In today’s industry, artists do not have the luxury of being on the front line of a blossoming new movement, where bands and artists are getting signed “right and left” like those that came before us.

I am not saying they had it easy — because they earned every bit of fame and fortune — but when the music scene is growing overnight, it makes the odds of exposure that much better.

Today, it is a chaotic competitive market where standing way out from the ‘norm’ and being resourceful is the name of the game. What we do have is our own kind of movement we call it DIY (do it yourself), major labels do not want to dump tons of money into an artist that isn’t a definite money maker. There are thousands of bands and artists in every city around the world that we have to compete with, making the music scene flooded and over populated. So, how do they choose?

 

Well, that is where doing it yourself and being resourceful comes into play. This requires a lot of hard work, doing your research and putting your determination and knowledge in to play. In my experience’s in traveling ,touring and recording as a professional drummer for many years with many different styles of bands I have learned one thing: knowledge is power, and strong business relationships is the vehicle to success.
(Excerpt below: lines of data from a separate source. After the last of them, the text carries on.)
//! # Sandbox construction
//!
//! Runs once per Isolate, before any namespace exists. The prelude script in
//! `sandbox.js`:
//!
//! 1. installs shims for capabilities the engine may lack (`queueMicrotask`,
//!    `structuredClone`);
//! 2. prunes each well-known object down to [`ALLOW_LIST`], collecting
//!    properties that refuse deletion as warnings;
//! 3. patches primitives that leak ambient state: `eval` becomes
//!    indirect-only, wall-clock and randomness throw, dates are UTC-only and
//!    string ordering is by code unit;
//! 4. deep-freezes everything reachable from the global object, prototypes
//!    and accessors included.
//!
//! It returns a frozen helper object that the runtime uses to compile guest
//! bodies, settle results and build capability handles. Helpers are captured
//! before the freeze and are never reachable from guest code.

use rquickjs::Ctx;
use rquickjs::Function;
use rquickjs::Object;
use serde_json::Map;
use serde_json::Value;
use tracing::warn;

use crate::error::Error;
use crate::error::Result;

const PRELUDE: &str = include_str!("sandbox.js");

/// Own string properties kept on each well-known object. Anything else is
/// deleted at boot. Symbol-keyed properties are left alone.
pub const ALLOW_LIST: &[(&str, &[&str])] = &[
    ("globalThis", &[
        "globalThis", "undefined", "NaN", "Infinity",
        "Object", "Function", "Array", "Number", "Boolean", "String", "Symbol", "BigInt",
        "Date", "Promise", "RegExp", "Map", "Set", "WeakMap", "WeakSet", "Proxy", "Reflect",
        "JSON", "Math",
        "Error", "AggregateError", "EvalError", "RangeError", "ReferenceError",
        "SyntaxError", "TypeError", "URIError",
        "ArrayBuffer", "DataView", "Int8Array", "Uint8Array", "Uint8ClampedArray",
        "Int16Array", "Uint16Array", "Int32Array", "Uint32Array", "Float32Array",
        "Float64Array", "BigInt64Array", "BigUint64Array",
        "parseFloat", "parseInt", "isFinite", "isNaN", "eval",
        "decodeURI", "decodeURIComponent", "encodeURI", "encodeURIComponent",
        "escape", "unescape",
        "queueMicrotask", "structuredClone",
    ]),
    ("Object", &[
        "length", "name", "prototype",
        "assign", "create", "defineProperties", "defineProperty", "entries", "freeze",
        "fromEntries", "getOwnPropertyDescriptor", "getOwnPropertyDescriptors",
        "getOwnPropertyNames", "getOwnPropertySymbols", "getPrototypeOf", "groupBy",
        "hasOwn", "is", "isExtensible", "isFrozen", "isSealed", "keys",
        "preventExtensions", "seal", "setPrototypeOf", "values",
    ]),
    ("Function", &["length", "name", "prototype"]),
    ("Array", &["length", "name", "prototype", "from", "isArray", "of"]),
    ("Number", &[
        "length", "name", "prototype",
        "EPSILON", "MAX_SAFE_INTEGER", "MAX_VALUE", "MIN_SAFE_INTEGER", "MIN_VALUE",
        "NaN", "NEGATIVE_INFINITY", "POSITIVE_INFINITY",
        "isFinite", "isInteger", "isNaN", "isSafeInteger", "parseFloat", "parseInt",
    ]),
    ("String", &["length", "name", "prototype", "fromCharCode", "fromCodePoint", "raw"]),
    ("Symbol", &[
        "length", "name", "prototype", "for", "keyFor",
        "asyncIterator", "hasInstance", "isConcatSpreadable", "iterator", "match",
        "matchAll", "replace", "search", "species", "split", "toPrimitive",
        "toStringTag", "unscopables",
    ]),
    ("Promise", &[
        "length", "name", "prototype",
        "all", "allSettled", "any", "race", "reject", "resolve", "withResolvers",
    ]),
    ("Reflect", &[
        "apply", "construct", "defineProperty", "deleteProperty", "get",
        "getOwnPropertyDescriptor", "getPrototypeOf", "has", "isExtensible", "ownKeys",
        "preventExtensions", "set", "setPrototypeOf",
    ]),
    ("JSON", &["parse", "stringify"]),
    ("Math", &[
        "E", "LN10", "LN2", "LOG10E", "LOG2E", "PI", "SQRT1_2", "SQRT2",
        "abs", "acos", "acosh", "asin", "asinh", "atan", "atan2", "atanh", "cbrt",
        "ceil", "clz32", "cos", "cosh", "exp", "expm1", "floor", "fround", "hypot",
        "imul", "log", "log10", "log1p", "log2", "max", "min", "pow", "random",
        "round", "sign", "sin", "sinh", "sqrt", "tan", "tanh", "trunc",
    ]),
];

/// The outcome of sandbox construction.
pub struct Sandbox<'js> {
    /// Runtime helpers; see `sandbox.js` for the members.
    pub helpers: Object<'js>,
    /// Properties that could not be pruned.
    pub warnings: Vec<String>,
}

fn allow_list_json() -> String {
    let table: Map<String, Value> = ALLOW_LIST
        .iter()
        .map(|(path, keep)| {
            let keep = keep.iter().map(|key| Value::from(*key)).collect();
            (path.to_string(), Value::Array(keep))
        })
        .collect();
    Value::Object(table).to_string()
}

/// Prunes, patches and freezes the context's global object.
///
/// Must run exactly once per context, before any guest code.
pub fn build<'js>(ctx: &Ctx<'js>) -> Result<Sandbox<'js>> {
    let prelude: Function = ctx
        .eval(PRELUDE)
        .map_err(|e| Error::from_js(ctx, e))?;
    let built: Object = prelude
        .call((allow_list_json(),))
        .map_err(|e| Error::from_js(ctx, e))?;

    let helpers: Object = built.get("helpers").map_err(|e| Error::from_js(ctx, e))?;
    let warnings: Vec<String> = built.get("warnings").map_err(|e| Error::from_js(ctx, e))?;

    if !warnings.is_empty() {
        warn!(properties = ?warnings, "sandbox could not prune some properties");
    }
    Ok(Sandbox { helpers, warnings })
}
//! # Dependencies
//!
//! A dependency is a named unit of guest code plus the map of names it
//! imports from the namespace it runs in. Dependencies travel to the Isolate
//! as plain records; `as_object` / `from_object` give the record form.

use std::collections::BTreeMap;

use serde::Deserialize;
use serde::Serialize;
use serde_json::Value;

use crate::ident;

/// A named unit of guest code.
///
/// `imports` maps the local (imported) name to the name of the installed
/// symbol it resolves to. Keys are unique by construction.
#[derive(Clone, Debug, PartialEq, Eq, Serialize, Deserialize)]
pub struct Dependency {
    pub name: String,
    pub code: String,
    #[serde(default)]
    pub imports: BTreeMap<String, String>,
}

impl Dependency {
    /// Builds and validates a dependency.
    pub fn new<I, K, V>(name: impl Into<String>, code: impl Into<String>, imports: I) -> ident::Result<Self>
    where
        I: IntoIterator<Item = (K, V)>,
        K: Into<String>,
        V: Into<String>,
    {
        let dependency = Self {
            name: name.into(),
            code: code.into(),
            imports: imports.into_iter().map(|(k, v)| (k.into(), v.into())).collect(),
        };
        dependency.validate()?;
        Ok(dependency)
    }

    /// Builds a dependency without imports.
    pub fn leaf(name: impl Into<String>, code: impl Into<String>) -> ident::Result<Self> {
        Self::new(name, code, std::iter::empty::<(String, String)>())
    }

    /// Checks the name, every import pair, and the code character set.
    ///
    /// Compilation is checked separately, by whoever owns a guest engine.
    pub fn validate(&self) -> ident::Result<()> {
        ident::identifier(&self.name)?;
        for (local, target) in &self.imports {
            ident::identifier(local)?;
            ident::identifier(target)?;
        }
        ident::code(&self.code)?;
        Ok(())
    }

    /// Returns the record form of this dependency.
    pub fn as_object(&self) -> Value {
        serde_json::json!({
            "name": self.name,
            "code": self.code,
            "imports": self.imports,
        })
    }

    /// Reconstructs a dependency from its record form, validating it.
    pub fn from_object(object: &Value) -> ident::Result<Self> {
        let dependency: Self = Self::deserialize(object)
            .map_err(|e| ident::Error::MalformedDependency(e.to_string()))?;
        dependency.validate()?;
        Ok(dependency)
    }

    /// Names of the installed symbols this dependency needs.
    pub fn targets(&self) -> impl Iterator<Item = &str> {
        self.imports.values().map(String::as_str)
    }
}
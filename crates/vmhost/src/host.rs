//! # Host
//!
//! Composition root for VMs. A [`Host`] owns the name registry and the
//! process-wide event bus every VM it creates casts into.
//!
//! ## Invariants
//!
//! - A name belongs to at most one live VM. Entries are weak: the registry
//!   never keeps a VM alive and never removes one by force; a dropped VM's
//!   name can be taken again.

use std::sync::Arc;
use std::sync::Weak;

use dashmap::DashMap;
use dashmap::mapref::entry::Entry;
use tracing::debug;
use vmwire::ident;

use crate::config::VmConfig;
use crate::error::Result;
use crate::error::VmError;
use crate::events::EventBus;
use crate::vm::Vm;
use crate::vm::VmInner;

pub struct Host {
    vms: DashMap<String, Weak<VmInner>>,
    events: Arc<EventBus>,
    config: VmConfig,
}

impl Host {
    pub fn new() -> Self {
        Self::with_config(VmConfig::default())
    }

    pub fn with_config(config: VmConfig) -> Self {
        Self {
            vms: DashMap::new(),
            events: Arc::new(EventBus::new()),
            config,
        }
    }

    /// Creates a VM in the `created` state.
    pub fn create_vm(&self, name: &str) -> Result<Vm> {
        self.create_vm_with(name, self.config.clone())
    }

    /// Creates a VM with its own configuration.
    pub fn create_vm_with(&self, name: &str, config: VmConfig) -> Result<Vm> {
        ident::identifier(name)?;

        let vm = match self.vms.entry(name.to_string()) {
            Entry::Occupied(mut entry) => {
                if entry.get().upgrade().is_some() {
                    return Err(VmError::NameTaken(name.to_string()));
                }
                let vm = Vm::new(name, config, self.events.clone());
                entry.insert(vm.downgrade());
                vm
            }
            Entry::Vacant(entry) => {
                let vm = Vm::new(name, config, self.events.clone());
                entry.insert(vm.downgrade());
                vm
            }
        };
        debug!(vm = %name, "vm created");
        Ok(vm)
    }

    /// The live VM registered under `name`.
    pub fn vm(&self, name: &str) -> Option<Vm> {
        self.vms
            .get(name)
            .and_then(|entry| entry.upgrade())
            .map(Vm::from_inner)
    }

    /// Names of every live VM, sorted.
    pub fn names(&self) -> Vec<String> {
        let mut names: Vec<String> = self
            .vms
            .iter()
            .filter(|entry| entry.value().strong_count() > 0)
            .map(|entry| entry.key().clone())
            .collect();
        names.sort();
        names
    }

    /// The process-wide bus. Every VM created here casts every event into it
    /// as well as into its own bus.
    pub fn events(&self) -> &EventBus {
        &self.events
    }

    pub fn config(&self) -> &VmConfig {
        &self.config
    }
}

impl Default for Host {
    fn default() -> Self {
        Self::new()
    }
}
//! # Identifier, namespace, and code validation
//!
//! Everything that crosses into the Isolate by name is checked here first.
//! Validation is synchronous and local: a failure never reaches the wire.
//!
//! ## Rules
//!
//! - **Identifiers** match `[A-Za-z][A-Za-z0-9_]*` and are not reserved words.
//! - **Namespaces** are one or more identifiers joined by `.`.
//! - **Code** is restricted to printable ASCII plus tab, line feed, vertical
//!   tab, form feed and carriage return.

use std::time::Duration;

/// Words that can never be bound as guest names.
pub const RESERVED: &[&str] = &[
    "arguments", "await", "break", "case", "catch", "class", "const", "continue",
    "debugger", "default", "delete", "do", "else", "enum", "eval", "export",
    "extends", "false", "finally", "for", "function", "if", "implements",
    "import", "in", "instanceof", "interface", "let", "new", "null", "package",
    "private", "protected", "public", "return", "static", "super", "switch",
    "this", "throw", "true", "try", "typeof", "undefined", "var", "void",
    "while", "with", "yield", "NaN", "Infinity",
];

/// Validation errors.
#[derive(Debug, Clone, PartialEq, Eq)]
pub enum Error {
    /// The identifier is empty or contains characters outside the grammar.
    MalformedIdentifier(String),
    /// The identifier is a reserved word.
    ReservedIdentifier(String),
    /// A namespace segment is not a valid identifier.
    MalformedNamespace(String),
    /// The code contains a character outside the permitted set.
    ForbiddenCharacter { position: usize, character: char },
    /// The code does not compile as a strict-mode function body.
    Syntax(String),
    /// A timeout of zero or beyond the configured maximum.
    Timeout { requested: Duration, max: Duration },
    /// A dependency object could not be reconstructed.
    MalformedDependency(String),
}

impl std::fmt::Display for Error {
    fn fmt(&self, f: &mut std::fmt::Formatter<'_>) -> std::fmt::Result {
        match self {
            Self::MalformedIdentifier(name) => write!(f, "malformed identifier '{}'", name),
            Self::ReservedIdentifier(name) => write!(f, "identifier '{}' is a reserved word", name),
            Self::MalformedNamespace(name) => write!(f, "malformed namespace '{}'", name),
            Self::ForbiddenCharacter { position, character } => {
                write!(f, "forbidden character {:?} at position {}", character, position)
            }
            Self::Syntax(msg) => write!(f, "code does not compile: {}", msg),
            Self::Timeout { requested, max } => write!(
                f,
                "timeout {}ms outside of (0, {}]ms",
                requested.as_millis(),
                max.as_millis()
            ),
            Self::MalformedDependency(msg) => write!(f, "malformed dependency: {}", msg),
        }
    }
}

impl std::error::Error for Error {}

pub type Result<T> = std::result::Result<T, Error>;

/// Validates an identifier, returning it unchanged on success.
pub fn identifier(name: &str) -> Result<&str> {
    let mut chars = name.chars();
    let well_formed = match chars.next() {
        Some(first) if first.is_ascii_alphabetic() => {
            chars.all(|c| c.is_ascii_alphanumeric() || c == '_')
        }
        _ => false,
    };

    if !well_formed {
        return Err(Error::MalformedIdentifier(name.to_string()));
    }
    if RESERVED.contains(&name) {
        return Err(Error::ReservedIdentifier(name.to_string()));
    }
    Ok(name)
}

/// Validates a dot-joined namespace name, returning it unchanged on success.
pub fn namespace(name: &str) -> Result<&str> {
    let valid = !name.is_empty() && name.split('.').all(|segment| identifier(segment).is_ok());
    if !valid {
        return Err(Error::MalformedNamespace(name.to_string()));
    }
    Ok(name)
}

/// Checks that guest code only uses the permitted character set.
pub fn code(text: &str) -> Result<&str> {
    for (position, character) in text.char_indices() {
        let permitted = matches!(character, ' '..='~' | '\t' | '\n' | '\u{0b}' | '\u{0c}' | '\r');
        if !permitted {
            return Err(Error::ForbiddenCharacter { position, character });
        }
    }
    Ok(text)
}

/// Checks that a timeout is positive and no larger than `max`.
pub fn timeout(requested: Duration, max: Duration) -> Result<Duration> {
    if requested.is_zero() || requested > max {
        return Err(Error::Timeout { requested, max });
    }
    Ok(requested)
}
//! Operation events on the VM and host buses, and guest events.

mod common;

use serde_json::json;

use common::booted;
use common::host;
use common::next;
use common::run;

#[tokio::test]
async fn test_operations_cast_before_and_after() -> anyhow::Result<()> {
    let host = host();
    let vm = booted(&host, "alpha").await?;
    let mut local = vm.events().subscribe("vm:alpha:a:**");
    let mut global = host.events().subscribe("vm:*:a:createNamespace:*");

    vm.create_namespace("a", None)?.await?;
    assert!(vm.create_namespace("a", None)?.await.is_err());

    let names: Vec<String> = local.drain().into_iter().map(|e| e.name).collect();
    assert_eq!(
        names,
        vec![
            "vm:alpha:a:createNamespace",
            "vm:alpha:a:createNamespace:ok",
            "vm:alpha:a:createNamespace",
            "vm:alpha:a:createNamespace:error",
        ]
    );

    let settled = global.drain();
    assert_eq!(settled.len(), 2);
    assert_eq!(settled[0].vm, "alpha");
    assert_eq!(settled[0].args["name"], json!("a"));
    assert_eq!(settled[1].args["error"], json!("namespace 'a' already exists"));

    vm.stop().await?;
    Ok(())
}

#[tokio::test]
async fn test_events_lead_back_to_their_vm() -> anyhow::Result<()> {
    let host = host();
    let vm = booted(&host, "alpha").await?;
    let mut created = host.events().subscribe("vm:*:*:createNamespace:ok");

    vm.create_namespace("a", None)?.await?;
    let event = next(&mut created).await;
    let source = event.handle().expect("the vm is still alive");
    assert_eq!(source.name(), "alpha");

    source.create_namespace("b", Some("a"))?.await?;
    assert_eq!(vm.get_children("a")?.await?, vec!["b"]);
    vm.stop().await?;
    Ok(())
}

#[tokio::test]
async fn test_lifecycle_events() -> anyhow::Result<()> {
    let host = host();
    let mut lifecycle = host.events().subscribe("vm:beta:**");
    let vm = booted(&host, "beta").await?;
    vm.stop().await?;

    let names: Vec<String> = lifecycle.drain().into_iter().map(|e| e.name).collect();
    assert_eq!(
        names,
        vec!["vm:beta:start", "vm:beta:start:ok", "vm:beta:stop", "vm:beta:stop:ok"]
    );
    Ok(())
}

#[tokio::test]
async fn test_guest_events_reach_the_controller() -> anyhow::Result<()> {
    let host = host();
    let vm = booted(&host, "alpha").await?;
    let mut hello = vm.events().subscribe("vm:alpha:root:event:hello");

    run(&vm, "root", "__events.cast('hello', 1, 'two'); return 0;").await?;
    let event = next(&mut hello).await;
    assert_eq!(event.args, json!([1, "two"]));

    vm.stop().await?;
    Ok(())
}

#[tokio::test]
async fn test_host_emit_reaches_guest_listeners() -> anyhow::Result<()> {
    let host = host();
    let vm = booted(&host, "alpha").await?;
    let mut pong = host.events().subscribe("vm:alpha:root:event:pong");

    run(&vm, "root", "__events.on('ping', (n) => __events.cast('pong', n + 1)); return 0;").await?;
    vm.emit("root", "ping", vec![json!(41)])?;
    assert_eq!(next(&mut pong).await.args, json!([42]));

    vm.stop().await?;
    Ok(())
}

#[tokio::test]
async fn test_muted_namespace_is_not_forwarded() -> anyhow::Result<()> {
    let host = host();
    let vm = booted(&host, "alpha").await?;
    let mut pong = vm.events().subscribe("vm:alpha:root:event:pong");

    run(&vm, "root", "__events.on('ping', (n) => __events.cast('pong', n)); return 0;").await?;
    vm.mute_namespace("root")?.await?;
    vm.emit("root", "ping", vec![json!("muted")])?;
    vm.unmute_namespace("root")?.await?;
    vm.emit("root", "ping", vec![json!("heard")])?;

    assert_eq!(next(&mut pong).await.args, json!(["heard"]));
    vm.stop().await?;
    Ok(())
}

#[tokio::test]
async fn test_linked_namespaces_hear_events() -> anyhow::Result<()> {
    let host = host();
    let vm = booted(&host, "alpha").await?;
    vm.create_namespace("source", None)?.await?;
    vm.create_namespace("sink", None)?.await?;
    vm.link_namespaces("source", "sink")?.await?;
    let mut heard = vm.events().subscribe("vm:alpha:sink:event:heard");

    run(&vm, "sink", "__events.on('tick', (n) => __events.cast('heard', n)); return 0;").await?;
    run(&vm, "source", "__events.cast('tick', 7); return 0;").await?;

    assert_eq!(next(&mut heard).await.args, json!([7]));
    vm.stop().await?;
    Ok(())
}
//! # vmguest
//!
//! The Isolate side of the sandbox: a QuickJS engine behind a message
//! channel, with a namespace tree of installed guest values, a sandboxed
//! global environment, dependency execution, host-function stubs and
//! per-namespace events.
//!
//! ## Philosophy
//!
//! - **Message-Only**: The Controller never touches engine state. Everything
//!   arrives as a [`vmwire::Message`] and leaves as one.
//! - **Single-Threaded**: One thread owns the engine. Messages are handled
//!   one at a time, to completion.
//! - **Closed World**: Guest code sees a pruned, patched and frozen global
//!   object and nothing else from the host.

pub mod config;
pub mod error;
pub mod events;
pub mod exec;
pub mod isolate;
pub mod namespace;
pub mod sandbox;
pub mod syntax;
pub mod worker;


pub use config::IsolateConfig;
pub use error::Error;
pub use isolate::Isolate;
pub use worker::IsolateHandle;
pub use worker::spawn;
Building relationships with the people you meet while you’re doing your thing as an artist, is setting your =self up for your future. It doesn’t matter if it’s the local record store clerk, or a touring band you opened for at a local venue,, or promoter make a positive impression on them and they will remember you. Because one day when you need your album in a local record store , or you want to go to that touring bands home town to play a show, or put a show on yourself, you now have a contact to do so, thus giving you leverage and some validity.

Thinking outside the box and embracing the business and seeing opportunity, is what is needed to stay working in the industry. If you show the major labels you don’t need them, than you will attract them. It’s all about helping each other and growing as one. At the end of the day, we don’t need major labels.

As an artist, you always have to be thinking about your next step, how to get more exposure, how to create a buzz, etc. Well here is a tip that I have learned that can apply to the business of an artist. It’s called A.P.E = Anticipate, Prepare, and Execute.

  1. Anticipate your next move, or that new change in the industry, doing this will allow you to stay ahead of the game.
  2. Prepare so that you gain the most out of it as possible. Do your research on that next show or the producer you want to hire, and make sure you have all the facts.
  3. And finally, execute on your plan.

 

By following these steps, you will be the most effective and efficient you can, by doing all the work yourself. There are so many websites for information for indie artists, and site’s to generate capital for recording an album or going on tour. Don’t be afraid to reach out and ask questions to those you share the stage with, make friends with, or go online send emails out and get the info you need to get moving forward, failure is not an option.